**Assigned task:**
Please retype the records below exactly, from the first line down to and including the line with "build, so one".

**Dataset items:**
┄┄┄┄┄┄┄┄┄┄┄┄┄┄┄┄┄┄┄┄
//! Workflow items: the nodes of the dependency graph.
//!
//! A [`WorkflowItem`] is defined once, when the workflow is built, and holds
//! only configuration: its identity, its parents and the callbacks supplied
//! through an [`ItemBuilder`]. Everything that depends on history goes through
//! an [`ItemRef`], which pairs an item with the [`DecisionContext`] of the
//! current cycle. Items themselves are never mutated after build, so one
//! workflow definition can serve any number of concurrent decision cycles.

mod activity;
mod child_workflow;
mod graph;
mod lambda;
mod timer;

use std::collections::{HashMap, HashSet};
use std::fmt;
use std::sync::Arc;
use std::time::Duration;

use crate::action::{JumpBuilder, Scope, ScheduleItemAction, WorkflowAction};
use crate::context::DecisionContext;
use crate::decision::WorkflowDecision;
use crate::error::{Error, Result};
use crate::event::{EventType, WorkflowItemEvent};
use crate::identity::{Identity, ItemKind, ScheduleId};

pub use activity::ActivitySpec;
pub use child_workflow::ChildWorkflowSpec;
pub use graph::ItemGraph;
pub use lambda::LambdaSpec;
pub use timer::TimerSpec;

/// Gate evaluated before an item is scheduled.
pub type WhenFn = Arc<dyn Fn(&ItemRef<'_>) -> bool + Send + Sync>;

/// Callback producing an action for an item, e.g. the false branch of a gate.
pub type ActionFn = Arc<dyn Fn(&ItemRef<'_>) -> Result<WorkflowAction> + Send + Sync>;

/// Callback producing the input of a scheduling decision.
pub type InputFn = Arc<dyn Fn(&ItemRef<'_>) -> Option<String> + Send + Sync>;

/// Input source of a scheduling decision; the workflow input unless set.
#[derive(Clone, Default)]
pub(crate) struct ItemInput(Option<InputFn>);

impl ItemInput {
    pub(crate) fn set<F>(&mut self, input: F)
    where
        F: Fn(&ItemRef<'_>) -> Option<String> + Send + Sync + 'static,
    {
        self.0 = Some(Arc::new(input));
    }
}

impl fmt::Debug for ItemInput {
    fn fmt(&self, f: &mut fmt::Formatter<'_>) -> fmt::Result {
        f.write_str(if self.0.is_some() { "custom" } else { "workflow input" })
    }
}

/// Per-event-type handler overriding the default action.
pub type Handler<E> = Arc<dyn Fn(&E, &ItemRef<'_>) -> Result<WorkflowAction> + Send + Sync>;

/// Handlers of one item, keyed by the event type they respond to.
pub struct Handlers<E> {
    map: HashMap<EventType, Handler<E>>,
}

impl<E> Handlers<E> {
    pub fn get(&self, event_type: EventType) -> Option<&Handler<E>> {
        self.map.get(&event_type)
    }

    pub(crate) fn insert<F>(&mut self, event_type: EventType, handler: F)
    where
        F: Fn(&E, &ItemRef<'_>) -> Result<WorkflowAction> + Send + Sync + 'static,
    {
        self.map.insert(event_type, Arc::new(handler));
    }
}

impl<E> Default for Handlers<E> {
    fn default() -> Self {
        Self {
            map: HashMap::new(),
        }
    }
}

impl<E> Clone for Handlers<E> {
    fn clone(&self) -> Self {
        Self {
            map: self.map.clone(),
        }
    }
}

impl<E> fmt::Debug for Handlers<E> {
    fn fmt(&self, f: &mut fmt::Formatter<'_>) -> fmt::Result {
        f.debug_set().entries(self.map.keys()).finish()
    }
}

/// Kind-specific configuration of an item.
#[derive(Clone, Debug)]
pub enum ItemSpec {
    Activity(ActivitySpec),
    Timer(TimerSpec),
    Lambda(LambdaSpec),
    ChildWorkflow(ChildWorkflowSpec),
}

/// A node of the workflow graph.
#[derive(Clone)]
pub struct WorkflowItem {
    identity: Identity,
    parents: Vec<Identity>,
    when: Option<WhenFn>,
    when_false: Option<ActionFn>,
    spec: ItemSpec,
}

impl WorkflowItem {
    pub fn identity(&self) -> &Identity {
        &self.identity
    }

    /// Identities this item waits for, in declaration order.
    pub fn parent_identities(&self) -> &[Identity] {
        &self.parents
    }

    pub fn spec(&self) -> &ItemSpec {
        &self.spec
    }

    pub fn is_startup(&self) -> bool {
        self.parents.is_empty()
    }
}

impl fmt::Debug for WorkflowItem {
    fn fmt(&self, f: &mut fmt::Formatter<'_>) -> fmt::Result {
        f.debug_struct("WorkflowItem")
            .field("identity", &self.identity)
            .field("parents", &self.parents)
            .field("has_when", &self.when.is_some())
            .field("spec", &self.spec)
            .finish()
    }
}

// ============================================================================
// ItemRef: an item within one decision cycle
// ============================================================================

/// An item seen through the history of the current decision cycle.
#[derive(Clone, Copy)]
pub struct ItemRef<'a> {
    item: &'a WorkflowItem,
    ctx: DecisionContext<'a>,
}
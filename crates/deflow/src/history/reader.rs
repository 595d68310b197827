//! Item-scoped views over one workflow run's history.

use std::collections::HashMap;

use tracing::debug;

use super::{EventAttributes, EventGraph, HistoryEvent, WorkflowExecution, WorkflowExecutionStarted};
use crate::error::{Error, Result};
use crate::event::{TimerEvent, TimerState, WorkflowEvent, WorkflowItemEvent, WorkflowStartedEvent};
use crate::identity::{ScheduleId, TimerKind};

/// Events of one item, split between the item's own operation and its
/// reschedule timer.
#[derive(Debug, Clone, PartialEq, Eq, Hash)]
struct StreamKey {
    schedule_id: ScheduleId,
    reschedule: bool,
}

/// The full history of one workflow run, indexed for the decider.
///
/// Built once per decision cycle. Every item event is parsed up front, so an
/// inconsistent history fails here rather than halfway through a cycle.
/// Per-item queries return events newest first.
#[derive(Debug, Clone)]
pub struct WorkflowHistoryEvents {
    execution: WorkflowExecution,
    /// All events, newest first.
    events: Vec<HistoryEvent>,
    /// Parsed item events, newest first.
    item_events: Vec<WorkflowItemEvent>,
    by_event_id: HashMap<i64, usize>,
    streams: HashMap<StreamKey, Vec<usize>>,
    /// Id of the most recent `DecisionTaskCompleted`, 0 when there is none.
    last_decision_completed: i64,
}

impl WorkflowHistoryEvents {
    /// Index `events`, given in any order.
    ///
    /// Fails with [`Error::IncompleteEventGraph`] when a terminal item event
    /// references an event that is not part of `events`.
    pub fn new(execution: WorkflowExecution, mut events: Vec<HistoryEvent>) -> Result<Self> {
        events.sort_by(|a, b| b.event_id.cmp(&a.event_id));

        let graph = EventGraph::new(&events);
        let mut item_events = Vec::new();
        for event in &events {
            if let Some(item_event) = WorkflowItemEvent::from_history(event, &graph)? {
                item_events.push(item_event);
            }
        }
        classify_timer_failures(&mut item_events);

        let mut by_event_id = HashMap::with_capacity(item_events.len());
        let mut streams: HashMap<StreamKey, Vec<usize>> = HashMap::new();
        for (index, event) in item_events.iter().enumerate() {
            by_event_id.insert(event.event_id(), index);
            let key = StreamKey {
                schedule_id: event.schedule_id().clone(),
                reschedule: event.is_reschedule_timer(),
            };
            streams.entry(key).or_default().push(index);
        }

        let last_decision_completed = events
            .iter()
            .find(|e| matches!(e.attributes, EventAttributes::DecisionTaskCompleted(_)))
            .map_or(0, |e| e.event_id);

        debug!(
            workflow_id = %execution.workflow_id,
            run_id = %execution.run_id,
            events = events.len(),
            item_events = item_events.len(),
            "indexed workflow history"
        );

        Ok(Self {
            execution,
            events,
            item_events,
            by_event_id,
            streams,
            last_decision_completed,
        })
    }

    pub fn execution(&self) -> &WorkflowExecution {
        &self.execution
    }

    pub fn workflow_id(&self) -> &str {
        &self.execution.workflow_id
    }

    pub fn run_id(&self) -> &str {
        &self.execution.run_id
    }

    /// All raw events, newest first.
    pub fn events(&self) -> &[HistoryEvent] {
        &self.events
    }

    /// Events recorded since the last completed decision task, oldest first.
    ///
    /// These are the events a decision cycle responds to. With no completed
    /// decision task yet, that is the whole history.
    pub fn new_events(&self) -> impl Iterator<Item = &HistoryEvent> {
        self.events
            .iter()
            .rev()
            .filter(|e| e.event_id > self.last_decision_completed)
    }

    /// Attributes of the run's `WorkflowExecutionStarted` event.
    pub fn workflow_started(&self) -> Result<WorkflowStartedEvent> {
        self.events
            .iter()
            .rev()
            .find_map(|e| match WorkflowEvent::from_history(e) {
                Some(WorkflowEvent::Started(started)) => Some(started),
                _ => None,
            })
            .ok_or(Error::MissingWorkflowStarted)
    }

    pub(crate) fn started_attributes(&self) -> Option<&WorkflowExecutionStarted> {
        self.events.iter().rev().find_map(|e| match &e.attributes {
            EventAttributes::WorkflowExecutionStarted(a) => Some(a),
            _ => None,
        })
    }

    /// Input of the run, if the history has a started event carrying one.
    pub fn workflow_input(&self) -> Option<&str> {
        self.started_attributes().and_then(|a| a.input.as_deref())
    }

    /// The parsed item event recorded as `event_id`.
    pub fn item_event(&self, event_id: i64) -> Option<&WorkflowItemEvent> {
        self.by_event_id.get(&event_id).map(|&i| &self.item_events[i])
    }

    /// Events of the operation identified by `schedule_id`, newest first.
    pub fn item_events<'a>(
        &'a self,
        schedule_id: &ScheduleId,
    ) -> impl Iterator<Item = &'a WorkflowItemEvent> + use<'a> {
        self.stream(schedule_id, false)
    }

    /// Events of the reschedule timer owned by `schedule_id`, newest first.
    pub fn reschedule_events<'a>(
        &'a self,
        schedule_id: &ScheduleId,
    ) -> impl Iterator<Item = &'a WorkflowItemEvent> + use<'a> {
        self.stream(schedule_id, true)
    }

    fn stream<'a>(
        &'a self,
        schedule_id: &ScheduleId,
        reschedule: bool,
    ) -> impl Iterator<Item = &'a WorkflowItemEvent> + use<'a> {
        let key = StreamKey {
            schedule_id: schedule_id.clone(),
            reschedule,
        };
        self.streams
            .get(&key)
            .map(Vec::as_slice)
            .unwrap_or_default()
            .iter()
            .map(|&i| &self.item_events[i])
    }
}

/// Timer start and cancel failures carry no control data, so their timer kind
/// is recovered from older events sharing their id.
fn classify_timer_failures(item_events: &mut [WorkflowItemEvent]) {
    for i in 0..item_events.len() {
        let kind = match &item_events[i] {
            WorkflowItemEvent::Timer(e) if e.is_unstarted() => {
                timer_failure_kind(e, &item_events[i + 1..])
            }
            _ => continue,
        };
        if let WorkflowItemEvent::Timer(e) = &mut item_events[i] {
            e.timer_kind = kind;
        }
    }
}

/// `older` holds the events recorded before `failure`, newest first.
fn timer_failure_kind(failure: &TimerEvent, older: &[WorkflowItemEvent]) -> TimerKind {
    let same_id = || older.iter().filter(move |e| *e.schedule_id() == failure.schedule_id);

    if matches!(failure.state, TimerState::CancellationFailed { .. }) {
        let started = same_id().find_map(|e| match e {
            WorkflowItemEvent::Timer(t) if t.state == TimerState::Started => Some(t.timer_kind),
            _ => None,
        });
        if let Some(kind) = started {
            return kind;
        }
    }
    // Only a reschedule timer shares its id with an item of another kind.
    if same_id().any(|e| !matches!(e, WorkflowItemEvent::Timer(_))) {
        TimerKind::Reschedule
    } else {
        failure.timer_kind
    }
}
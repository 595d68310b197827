use std::time::Duration;

use super::{Handlers, ItemBuilder, ItemInput, ItemRef};
use crate::action::WorkflowAction;
use crate::decision::{ActivityTimeouts, ScheduleActivityDecision, WorkflowDecision};
use crate::error::Result;
use crate::event::{ActivityEvent, EventType};
use crate::identity::ScheduleData;

/// Configuration of an activity item.
#[derive(Clone, Default, Debug)]
pub struct ActivitySpec {
    input: ItemInput,
    task_list: Option<String>,
    task_priority: Option<i32>,
    timeouts: ActivityTimeouts,
    pub(crate) handlers: Handlers<ActivityEvent>,
}

impl ActivitySpec {
    pub(crate) fn schedule_decision(&self, item: &ItemRef<'_>) -> WorkflowDecision {
        let identity = item.identity();
        WorkflowDecision::ScheduleActivity(ScheduleActivityDecision {
            identity: identity.clone(),
            schedule_id: item.schedule_id(),
            input: item.input(&self.input),
            task_list: self.task_list.clone(),
            task_priority: self.task_priority,
            timeouts: self.timeouts.clone(),
            control: ScheduleData::for_item(identity),
        })
    }
}

impl ItemBuilder<ActivitySpec> {
    /// Compute the activity's input. Defaults to the workflow input.
    pub fn with_input<F>(mut self, input: F) -> Self
    where
        F: Fn(&ItemRef<'_>) -> Option<String> + Send + Sync + 'static,
    {
        self.spec.input.set(input);
        self
    }

    pub fn on_task_list(mut self, task_list: impl Into<String>) -> Self {
        self.spec.task_list = Some(task_list.into());
        self
    }

    pub fn with_priority(mut self, priority: i32) -> Self {
        self.spec.task_priority = Some(priority);
        self
    }

    pub fn with_timeouts(mut self, timeouts: ActivityTimeouts) -> Self {
        self.spec.timeouts = timeouts;
        self
    }

    pub fn with_start_to_close_timeout(mut self, timeout: Duration) -> Self {
        self.spec.timeouts.start_to_close = Some(timeout);
        self
    }

    pub fn on_completion<F>(self, handler: F) -> Self
    where
        F: Fn(&ActivityEvent, &ItemRef<'_>) -> Result<WorkflowAction> + Send + Sync + 'static,
    {
        self.on(EventType::Completed, handler)
    }

    pub fn on_failure<F>(self, handler: F) -> Self
    where
        F: Fn(&ActivityEvent, &ItemRef<'_>) -> Result<WorkflowAction> + Send + Sync + 'static,
    {
        self.on(EventType::Failed, handler)
    }

    pub fn on_timeout<F>(self, handler: F) -> Self
    where
        F: Fn(&ActivityEvent, &ItemRef<'_>) -> Result<WorkflowAction> + Send + Sync + 'static,
    {
        self.on(EventType::TimedOut, handler)
    }

    pub fn on_cancelled<F>(self, handler: F) -> Self
    where
        F: Fn(&ActivityEvent, &ItemRef<'_>) -> Result<WorkflowAction> + Send + Sync + 'static,
    {
        self.on(EventType::Cancelled, handler)
    }

    pub fn on_scheduling_failed<F>(self, handler: F) -> Self
    where
        F: Fn(&ActivityEvent, &ItemRef<'_>) -> Result<WorkflowAction> + Send + Sync + 'static,
    {
        self.on(EventType::SchedulingFailed, handler)
    }

    pub fn on_cancellation_failed<F>(self, handler: F) -> Self
    where
        F: Fn(&ActivityEvent, &ItemRef<'_>) -> Result<WorkflowAction> + Send + Sync + 'static,
    {
        self.on(EventType::CancellationFailed, handler)
    }

    fn on<F>(mut self, event_type: EventType, handler: F) -> Self
    where
        F: Fn(&ActivityEvent, &ItemRef<'_>) -> Result<WorkflowAction> + Send + Sync + 'static,
    {
        self.spec.handlers.insert(event_type, handler);
        self
    }
}
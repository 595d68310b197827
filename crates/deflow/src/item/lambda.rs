use std::time::Duration;

use super::{Handlers, ItemBuilder, ItemInput, ItemRef};
use crate::action::WorkflowAction;
use crate::decision::{ScheduleLambdaDecision, WorkflowDecision};
use crate::error::Result;
use crate::event::{EventType, LambdaEvent};
use crate::identity::ScheduleData;

/// Configuration of a lambda function item.
#[derive(Clone, Default, Debug)]
pub struct LambdaSpec {
    input: ItemInput,
    timeout: Option<Duration>,
    pub(crate) handlers: Handlers<LambdaEvent>,
}

impl LambdaSpec {
    pub(crate) fn schedule_decision(&self, item: &ItemRef<'_>) -> WorkflowDecision {
        let identity = item.identity();
        WorkflowDecision::ScheduleLambda(ScheduleLambdaDecision {
            identity: identity.clone(),
            schedule_id: item.schedule_id(),
            input: item.input(&self.input),
            timeout: self.timeout,
            control: ScheduleData::for_item(identity),
        })
    }
}

impl ItemBuilder<LambdaSpec> {
    /// Compute the function's input. Defaults to the workflow input.
    pub fn with_input<F>(mut self, input: F) -> Self
    where
        F: Fn(&ItemRef<'_>) -> Option<String> + Send + Sync + 'static,
    {
        self.spec.input.set(input);
        self
    }

    pub fn with_timeout(mut self, timeout: Duration) -> Self {
        self.spec.timeout = Some(timeout);
        self
    }

    pub fn on_completion<F>(self, handler: F) -> Self
    where
        F: Fn(&LambdaEvent, &ItemRef<'_>) -> Result<WorkflowAction> + Send + Sync + 'static,
    {
        self.on(EventType::Completed, handler)
    }

    pub fn on_failure<F>(self, handler: F) -> Self
    where
        F: Fn(&LambdaEvent, &ItemRef<'_>) -> Result<WorkflowAction> + Send + Sync + 'static,
    {
        self.on(EventType::Failed, handler)
    }

    pub fn on_timeout<F>(self, handler: F) -> Self
    where
        F: Fn(&LambdaEvent, &ItemRef<'_>) -> Result<WorkflowAction> + Send + Sync + 'static,
    {
        self.on(EventType::TimedOut, handler)
    }

    pub fn on_scheduling_failed<F>(self, handler: F) -> Self
    where
        F: Fn(&LambdaEvent, &ItemRef<'_>) -> Result<WorkflowAction> + Send + Sync + 'static,
    {
        self.on(EventType::SchedulingFailed, handler)
    }

    pub fn on_start_failed<F>(self, handler: F) -> Self
    where
        F: Fn(&LambdaEvent, &ItemRef<'_>) -> Result<WorkflowAction> + Send + Sync + 'static,
    {
        self.on(EventType::StartFailed, handler)
    }

    fn on<F>(mut self, event_type: EventType, handler: F) -> Self
    where
        F: Fn(&LambdaEvent, &ItemRef<'_>) -> Result<WorkflowAction> + Send + Sync + 'static,
    {
        self.spec.handlers.insert(event_type, handler);
        self
    }
}
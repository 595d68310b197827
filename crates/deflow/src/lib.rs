//! Deterministic decider for history-driven workflow services.
//!
//! Deflow turns the full event history of a workflow run into the next batch
//! of decisions for an SWF-style orchestration service:
//!
//! - **Static item graph**: activities, timers, lambdas and child workflows
//!   with parent dependencies, validated once when the workflow is built
//! - **Replay**: every cycle re-derives the state of each item from the
//!   immutable history; nothing is cached between cycles
//! - **Composable actions**: every event has a default response, which item
//!   handlers can replace with any [`WorkflowAction`]
//!
//! # Architecture
//!
//! ```text
//! ┌─────────────────────────────────────────────────────────────────────────┐
//! │                       Workflow::decide(history)                         │
//! │                                                                         │
//! │   1. Index history → per-item event streams (WorkflowHistoryEvents)     │
//! │   2. For each new event: interpret → WorkflowAction                     │
//! │   3. Resolve actions → decisions (Continue / Trigger join the graph)    │
//! │   4. Compact: de-duplicate, drop proposals, keep one closing decision   │
//! └─────────────────────────────────────────────────────────────────────────┘
//! ```
//!
//! # Example
//!
//! ```
//! use deflow::{HistoryEvent, Workflow, WorkflowExecution, WorkflowHistoryEvents, WorkflowDecision};
//! use deflow::history::{EventAttributes, WorkflowExecutionStarted};
//! use time::OffsetDateTime;
//!
//! let workflow = Workflow::builder()
//!     .activity("Download", "1.0", |a| a)
//!     .activity("Transcode", "1.0", |a| a.after_activity("Download", "1.0"))
//!     .build()?;
//!
//! let started = HistoryEvent::new(
//!     1,
//!     OffsetDateTime::UNIX_EPOCH,
//!     EventAttributes::WorkflowExecutionStarted(WorkflowExecutionStarted::default()),
//! );
//! let history = WorkflowHistoryEvents::new(WorkflowExecution::new("wf-1", "run-1"), vec![started])?;
//!
//! let decisions = workflow.decide(&history)?;
//! assert_eq!(decisions.len(), 1);
//! assert!(matches!(&decisions[0], WorkflowDecision::ScheduleActivity(d) if d.identity.name() == "Download"));
//! # Ok::<(), deflow::Error>(())
//! ```
//!
//! # Design Documentation
//!
//! See `DESIGN.md` for architectural decisions.

pub mod action;
mod config;
mod context;
mod decider;
pub mod decision;
mod error;
pub mod event;
pub mod history;
mod identity;
pub mod item;
pub mod visualization;
mod workflow;

pub use action::{Backoff, Limit, RestartAction, ScheduleItemAction, WorkflowAction};
pub use config::DeciderConfig;
pub use context::DecisionContext;
pub use decision::{WireDecision, WorkflowDecision};
pub use error::{Error, Result};
pub use event::{EventType, WorkflowItemEvent};
pub use history::{HistoryEvent, WorkflowExecution, WorkflowHistoryEvents};
pub use identity::{Identity, ItemKind, ScheduleData, ScheduleId, TimerKind};
pub use item::{ItemBuilder, ItemRef};
pub use visualization::{GraphDefinition, ItemStatus};
pub use workflow::{Workflow, WorkflowBuilder, WorkflowHandler};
┄┄┄┄┄┄┄┄┄┄┄┄┄┄┄┄┄┄┄┄
**Task result:**
//! Workflow items: the nodes of the dependency graph.
//!
//! A [`WorkflowItem`] is defined once, when the workflow is built, and holds
//! only configuration: its identity, its parents and the callbacks supplied
//! through an [`ItemBuilder`]. Everything that depends on history goes through
//! an [`ItemRef`], which pairs an item with the [`DecisionContext`] of the
//! current cycle. Items themselves are never mutated after build, so one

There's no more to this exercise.